Yuja Wang is clearly the star billing on this new release in DG’s recently launched Verbier Festival Gold digital-only series. The performances here date from 2009 and have previously seen the light of day as a DVD (1/11), which scored highly in Jeremy Nicholas’s Gramophone Collection on the concerto in July 2018.

Wang brings to the concerto her trademark mix of fieriness and impeccable fingerwork, and the opening movement positively skyrockets into life. Kurt Masur shows his considerable experience as a concerto accompanist, but on occasion even he can’t quite get the VFO players to react fast enough to her mercurial approach (for instance track 1 from 1'15", track 3, 4'06"). But there’s plenty to impress here, from the billowing ease of Wang’s double octaves and the charm she brings to the more lyrical moments to her sensitivity in accompanying passages. In the linking passage between the first two movements the Verbier players relish the contrast between the brass fanfares and pizzicato strings, while the start of the Andante proper is more vibrato-heavy than the Paris CO’s restrained strings on Lars Vogt’s recent reading. Indeed, the players as a whole are a degree less characterful and more recessed in the balance than Vogt’s, who are true chamber-musical equals.

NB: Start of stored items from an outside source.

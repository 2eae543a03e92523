use std::collections::HashMap;
use std::fmt;
use std::sync::Arc;

use super::{KeysetIdentifierEncoder, OffsetIdentifierEncoder, PageIdentifierEncoder};
use crate::identifier::{PageIdentifier, PageIdentifierKind};
use crate::pageable::Pageable;
use crate::{Error, Result, TRACING_TARGET_CODEC};

/// Registry of page identifier encoders, keyed by identifier kind.
///
/// The registry is a plain value: build one at startup and hand it to
/// whatever needs to turn identifiers into tokens and back. There is no
/// process-wide default.
#[derive(Clone, Default)]
pub struct EncoderRegistry {
    encoders: HashMap<PageIdentifierKind, Arc<dyn PageIdentifierEncoder>>,
}

impl EncoderRegistry {
    /// Creates an empty registry.
    pub fn new() -> Self {
        Self::default()
    }

    /// Creates a registry with the keyset and offset encoders registered.
    pub fn with_defaults() -> Self {
        let mut registry = Self::new();
        registry.register(KeysetIdentifierEncoder);
        registry.register(OffsetIdentifierEncoder);
        registry
    }

    /// Registers `encoder` for the kind it reports.
    ///
    /// Returns the encoder previously registered for that kind, if any.
    pub fn register<E>(&mut self, encoder: E) -> Option<Arc<dyn PageIdentifierEncoder>>
    where
        E: PageIdentifierEncoder + 'static,
    {
        self.register_arc(Arc::new(encoder))
    }

    /// Registers a shared encoder for the kind it reports.
    pub fn register_arc(
        &mut self,
        encoder: Arc<dyn PageIdentifierEncoder>,
    ) -> Option<Arc<dyn PageIdentifierEncoder>> {
        let kind = encoder.kind();
        tracing::debug!(target: TRACING_TARGET_CODEC, %kind, "registered page identifier encoder");
        self.encoders.insert(kind, encoder)
    }

    /// Returns `true` if an encoder is registered for `kind`.
    pub fn contains(&self, kind: PageIdentifierKind) -> bool {
        self.encoders.contains_key(&kind)
    }

    /// Returns the encoder registered for `kind`.
    ///
    /// # Errors
    ///
    /// Returns [`Error::UnsupportedPageIdentifier`] if none is registered.
    pub fn resolve(&self, kind: PageIdentifierKind) -> Result<&dyn PageIdentifierEncoder> {
        self.encoders
            .get(&kind)
            .map(|encoder| encoder.as_ref())
            .ok_or(Error::UnsupportedPageIdentifier { kind })
    }

    /// Encodes `identifier` with the encoder registered for its kind.
    pub fn encode(&self, identifier: &PageIdentifier) -> Result<String> {
        self.resolve(identifier.kind())?.encode(identifier)
    }

    /// Decodes `token` as an identifier of `kind`.
    pub fn decode(&self, kind: PageIdentifierKind, token: &str) -> Result<PageIdentifier> {
        self.resolve(kind)?.decode(token)
    }

    /// Decodes `token` as an identifier of the kind `pageable` works with.
    pub fn decode_for<P>(&self, pageable: &P, token: &str) -> Result<PageIdentifier>
    where
        P: Pageable + ?Sized,
    {
        self.decode(pageable.identifier_kind(), token)
    }
}

impl fmt::Debug for EncoderRegistry {
    fn fmt(&self, f: &mut fmt::Formatter<'_>) -> fmt::Result {
        f.debug_struct("EncoderRegistry")
            .field("kinds", &self.encoders.keys().collect::<Vec<_>>())
            .finish()
    }
}
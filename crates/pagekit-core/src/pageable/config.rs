//! Pageable configuration.

#[cfg(feature = "config")]
use clap::Args;
use serde::{Deserialize, Serialize};

use crate::{Error, Result};

/// Default number of items per page.
pub const DEFAULT_ITEMS_PER_PAGE: usize = 50;

/// Page size and depth settings shared by every pageable.
#[derive(Debug, Clone, PartialEq, Eq, Serialize, Deserialize)]
#[cfg_attr(feature = "config", derive(Args))]
pub struct PageableConfig {
    /// Number of items per page.
    #[cfg_attr(
        feature = "config",
        arg(
            long = "items-per-page",
            env = "PAGEKIT_ITEMS_PER_PAGE",
            default_value_t = DEFAULT_ITEMS_PER_PAGE
        )
    )]
    #[serde(default = "default_items_per_page")]
    pub items_per_page: usize,

    /// Maximum number of pages that are counted (keyset) or reachable (offset).
    ///
    /// Totals beyond `page_limit * items_per_page` are reported as unknown.
    #[cfg_attr(feature = "config", arg(long = "page-limit", env = "PAGEKIT_PAGE_LIMIT"))]
    #[serde(default, skip_serializing_if = "Option::is_none")]
    pub page_limit: Option<u64>,
}

fn default_items_per_page() -> usize {
    DEFAULT_ITEMS_PER_PAGE
}

impl Default for PageableConfig {
    fn default() -> Self {
        Self {
            items_per_page: DEFAULT_ITEMS_PER_PAGE,
            page_limit: None,
        }
    }
}

impl PageableConfig {
    /// Creates a configuration with the given page size.
    pub fn new(items_per_page: usize) -> Self {
        Self {
            items_per_page,
            page_limit: None,
        }
    }

    /// Sets the page limit.
    pub fn with_page_limit(mut self, page_limit: u64) -> Self {
        self.page_limit = Some(page_limit);
        self
    }

    /// Returns the largest total that is still counted, if limited.
    pub fn count_cap(&self) -> Option<u64> {
        self.page_limit
            .map(|limit| limit.saturating_mul(self.items_per_page as u64))
    }

    /// Checks the configuration.
    ///
    /// # Errors
    ///
    /// Returns [`Error::Config`] if the page size or page limit is zero.
    pub fn validate(&self) -> Result<()> {
        if self.items_per_page == 0 {
            return Err(Error::config("items_per_page must be greater than zero"));
        }
        if self.page_limit == Some(0) {
            return Err(Error::config("page_limit must be greater than zero"));
        }
        Ok(())
    }
}
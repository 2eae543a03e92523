//! Data source contract consumed by the pageables.
//!
//! An adapter is the only component that talks to physical storage. It
//! returns items as `(key, item)` pairs where the key is the item's natural
//! identity in the data source.

mod query;

use async_trait::async_trait;

pub use query::{KeysetQuery, OffsetQuery};

use crate::Result;

/// Data source that can fetch slices relative to a keyset boundary.
///
/// # Contract
///
/// Let the effective order be [`KeysetQuery::effective_sort`]: the declared
/// sort for `Lower` queries and the reversed sort for `Upper` queries, with
/// ties in exactly the reverse of their forward order. `fetch` returns, in
/// effective order, the items at or beyond the boundary (every item when the
/// boundary is absent), skips the first `offset_from_boundary` of them and
/// returns at most `limit`.
///
/// For SQL this is `WHERE (cols) >= (:boundary) ORDER BY cols OFFSET :offset
/// LIMIT :limit`, with the comparison and order flipped for `Upper`.
#[async_trait]
pub trait KeysetAdapter: Send + Sync {
    /// Natural identity of an item.
    type Key: Send + Sync;
    /// Item type.
    type Item: Send + Sync;

    /// Fetches one slice of items.
    ///
    /// Failures must be reported with [`Error::adapter`](crate::Error::adapter).
    async fn fetch(&self, query: &KeysetQuery) -> Result<Vec<(Self::Key, Self::Item)>>;

    /// Counts all items, or returns `None` if the count is unavailable.
    ///
    /// When the total exceeds `cap` the adapter may return `None` instead of
    /// paying for an exact count.
    async fn count(&self, cap: Option<u64>) -> Result<Option<u64>> {
        let _ = cap;
        Ok(None)
    }
}

/// Data source that can only fetch slices by position.
#[async_trait]
pub trait OffsetAdapter: Send + Sync {
    /// Natural identity of an item.
    type Key: Send + Sync;
    /// Item type.
    type Item: Send + Sync;

    /// Fetches at most `query.limit` items starting at `query.offset`.
    async fn fetch(&self, query: &OffsetQuery) -> Result<Vec<(Self::Key, Self::Item)>>;

    /// Counts all items, or returns `None` if the count is unavailable.
    ///
    /// When the total exceeds `cap` the adapter may return `None` instead of
    /// paying for an exact count.
    async fn count(&self, cap: Option<u64>) -> Result<Option<u64>> {
        let _ = cap;
        Ok(None)
    }
}
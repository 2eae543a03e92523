//! In-memory adapter for tests.
//!
//! This module is only available when the `test-utils` feature is enabled:
//!
//! ```toml
//! [dev-dependencies]
//! pagekit-core = { version = "...", features = ["test-utils"] }
//! ```
//!
//! [`MemoryAdapter`] implements both adapter contracts over a vector of
//! `(key, item)` pairs, counts its fetches and can be told to fail, which is
//! what the pageable and batch tests need to observe.

use std::cmp::Ordering;
use std::sync::atomic::{AtomicUsize, Ordering as AtomicOrdering};

use async_trait::async_trait;

use crate::adapter::{KeysetAdapter, KeysetQuery, OffsetAdapter, OffsetQuery};
use crate::boundary::{BoundaryExtractor, BoundaryValues, JsonBoundaryExtractor};
use crate::{Error, Result};

/// Adapter over an in-memory vector of `(key, item)` pairs.
///
/// Keyset fetches sort a snapshot by the query's sort specification (stable,
/// so insertion order breaks ties) and filter it by the boundary. Items whose
/// boundary cannot be extracted sort last, like `NULLS LAST`, and are still
/// returned. Offset fetches use insertion order.
#[derive(Debug)]
pub struct MemoryAdapter<K, T, E = JsonBoundaryExtractor> {
    items: Vec<(K, T)>,
    extractor: E,
    fetches: AtomicUsize,
    counts: AtomicUsize,
    fail_at: Option<usize>,
}

impl<K, T> MemoryAdapter<K, T, JsonBoundaryExtractor> {
    /// Creates an adapter that reads boundaries through JSON serialization.
    pub fn new(items: impl IntoIterator<Item = (K, T)>) -> Self {
        Self::with_extractor(items, JsonBoundaryExtractor)
    }
}

impl<K, T, E> MemoryAdapter<K, T, E> {
    /// Creates an adapter with a custom boundary extractor.
    pub fn with_extractor(items: impl IntoIterator<Item = (K, T)>, extractor: E) -> Self {
        Self {
            items: items.into_iter().collect(),
            extractor,
            fetches: AtomicUsize::new(0),
            counts: AtomicUsize::new(0),
            fail_at: None,
        }
    }

    /// Makes the `n`-th fetch (1-based) fail with an adapter error.
    pub fn fail_on_fetch(mut self, n: usize) -> Self {
        self.fail_at = Some(n);
        self
    }

    /// Returns how many fetches were made so far.
    pub fn fetch_count(&self) -> usize {
        self.fetches.load(AtomicOrdering::SeqCst)
    }

    /// Returns how many times the total was counted so far.
    pub fn count_calls(&self) -> usize {
        self.counts.load(AtomicOrdering::SeqCst)
    }

    /// Returns the stored pairs in insertion order.
    pub fn items(&self) -> &[(K, T)] {
        &self.items
    }

    fn record_fetch(&self) -> Result<()> {
        let n = self.fetches.fetch_add(1, AtomicOrdering::SeqCst) + 1;
        if self.fail_at == Some(n) {
            return Err(Error::adapter(std::io::Error::other(format!(
                "injected failure on fetch {n}"
            ))));
        }
        Ok(())
    }

    fn total(&self, cap: Option<u64>) -> Option<u64> {
        self.counts.fetch_add(1, AtomicOrdering::SeqCst);
        let total = self.items.len() as u64;
        cap.is_none_or(|cap| total <= cap).then_some(total)
    }
}

#[async_trait]
impl<K, T, E> KeysetAdapter for MemoryAdapter<K, T, E>
where
    K: Clone + Send + Sync,
    T: Clone + Send + Sync,
    E: BoundaryExtractor<T>,
{
    type Item = T;
    type Key = K;

    async fn fetch(&self, query: &KeysetQuery) -> Result<Vec<(K, T)>> {
        self.record_fetch()?;

        let mut rows: Vec<(Option<BoundaryValues>, &(K, T))> = self
            .items
            .iter()
            .map(|entry| (self.extractor.extract(&entry.1, &query.sort).ok(), entry))
            .collect();

        rows.sort_by(|(a, _), (b, _)| match (a, b) {
            (Some(a), Some(b)) => query.sort.compare(a, b),
            (Some(_), None) => Ordering::Less,
            (None, Some(_)) => Ordering::Greater,
            (None, None) => Ordering::Equal,
        });
        if query.is_backward() {
            rows.reverse();
        }

        let effective = query.effective_sort();
        let skip = usize::try_from(query.offset_from_boundary).unwrap_or(usize::MAX);

        Ok(rows
            .into_iter()
            .filter(|(values, _)| match (&query.boundary, values) {
                (None, _) => true,
                (Some(boundary), Some(values)) => {
                    effective.compare(values, boundary) != Ordering::Less
                }
                (Some(_), None) => !query.is_backward(),
            })
            .skip(skip)
            .take(query.limit)
            .map(|(_, entry)| entry.clone())
            .collect())
    }

    async fn count(&self, cap: Option<u64>) -> Result<Option<u64>> {
        Ok(self.total(cap))
    }
}

#[async_trait]
impl<K, T, E> OffsetAdapter for MemoryAdapter<K, T, E>
where
    K: Clone + Send + Sync,
    T: Clone + Send + Sync,
    E: Send + Sync,
{
    type Item = T;
    type Key = K;

    async fn fetch(&self, query: &OffsetQuery) -> Result<Vec<(K, T)>> {
        self.record_fetch()?;

        let skip = usize::try_from(query.offset).unwrap_or(usize::MAX);
        Ok(self
            .items
            .iter()
            .skip(skip)
            .take(query.limit)
            .cloned()
            .collect())
    }

    async fn count(&self, cap: Option<u64>) -> Result<Option<u64>> {
        Ok(self.total(cap))
    }
}
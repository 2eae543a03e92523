//! Conversion of page identifiers to and from opaque string tokens.
//!
//! Every encoder handles exactly one [`PageIdentifierKind`] and satisfies the
//! round-trip law `decode(encode(x)) == x`. Encoders are looked up through an
//! explicitly constructed [`EncoderRegistry`], so a new paging strategy adds
//! its own encoder without touching the existing ones.

mod keyset;
mod offset;
mod registry;

pub use keyset::{KeysetIdentifierEncoder, MAX_BOUNDARY_FIELDS, MAX_TOKEN_BYTES};
pub use offset::OffsetIdentifierEncoder;
pub use registry::EncoderRegistry;

use crate::Result;
use crate::identifier::{PageIdentifier, PageIdentifierKind};

/// Encodes and decodes page identifiers of a single kind.
pub trait PageIdentifierEncoder: Send + Sync {
    /// Returns the identifier kind this encoder supports.
    fn kind(&self) -> PageIdentifierKind;

    /// Encodes `identifier` into a URL-safe token.
    ///
    /// # Errors
    ///
    /// Returns [`Error::UnsupportedPageIdentifier`](crate::Error::UnsupportedPageIdentifier)
    /// if the identifier is of another kind.
    fn encode(&self, identifier: &PageIdentifier) -> Result<String>;

    /// Decodes a token produced by [`encode`](Self::encode).
    ///
    /// # Errors
    ///
    /// Returns [`Error::MalformedToken`](crate::Error::MalformedToken) if
    /// the token is not a valid encoding.
    fn decode(&self, token: &str) -> Result<PageIdentifier>;
}
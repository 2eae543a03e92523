use crate::identifier::{OffsetPageIdentifier, PageIdentifier, PageIdentifierKind};
use crate::{Error, Result, TRACING_TARGET_CODEC};

use super::PageIdentifierEncoder;

/// Longest decimal representation of a `u64`.
const MAX_DIGITS: usize = 20;

/// Encodes offset identifiers as their decimal page number (`"3"`).
#[derive(Debug, Default, Clone, Copy)]
pub struct OffsetIdentifierEncoder;

impl OffsetIdentifierEncoder {
    /// Creates a new offset encoder.
    pub fn new() -> Self {
        Self
    }
}

impl PageIdentifierEncoder for OffsetIdentifierEncoder {
    fn kind(&self) -> PageIdentifierKind {
        PageIdentifierKind::Offset
    }

    fn encode(&self, identifier: &PageIdentifier) -> Result<String> {
        match identifier {
            PageIdentifier::Offset(identifier) => Ok(identifier.page_number().to_string()),
            other => Err(Error::UnsupportedPageIdentifier { kind: other.kind() }),
        }
    }

    fn decode(&self, token: &str) -> Result<PageIdentifier> {
        if token.is_empty() || token.len() > MAX_DIGITS {
            return Err(Error::malformed("offset token must be 1 to 20 digits"));
        }
        if !token.bytes().all(|byte| byte.is_ascii_digit()) {
            return Err(Error::malformed("offset token must be a decimal page number"));
        }

        let page_number: u64 = token
            .parse()
            .map_err(|error| Error::malformed_with_source("offset token is out of range", error))?;
        let identifier = OffsetPageIdentifier::new(page_number)
            .map_err(|_| Error::malformed("page numbers start at 1"))?;

        tracing::trace!(
            target: TRACING_TARGET_CODEC,
            page_number,
            "decoded offset page token"
        );

        Ok(identifier.into())
    }
}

The finale goes at a real lick and in the piano’s triumphant theme (track 3, 0'50") Wang is pristine, though less inclined to relax into playfulness than either Vogt or Shelley. Though this is never less than impressive, there is, at times, a slightly hard-edged quality to its glitter. But the closing minutes, with Masur reducing the sound to a whisper before the final exuberant outpouring, prompts the audience (very quiet up to this point) into vociferous applause.

The D major Sextet, written when Mendelssohn was 15, is treated to a classy line-up. If it lacks the personality of Mendelssohn’s Octet from a year later, it still has plenty to engage and the unusual line-up (piano plus a single violin, cello, double bass and a pair of violas) gives a mellow colouring to what is in effect a piano concerto in miniature. Wang fully understands that and is a very persuasive advocate, from the infectious vigour of the first movement to the aria-like writing of the Adagio in a glistening F sharp major. But while the emotional clouds are few in the initial two movements, Mendelssohn springs a surprise in the third – a minuet in D minor, which has a drive more associated with a scherzo, with relief only coming in the gracious F major Trio. In the finale the composer has another surprise up his sleeve, its upbeat mood dramatically interrupted by the reprise of the dark minuet theme just before the close, the piano then leading a desperate charge to turn things back to the major. Wang is absolutely in her element here, and the string players make the most of their subordinate roles. Certainly worth hearing for the chamber piece.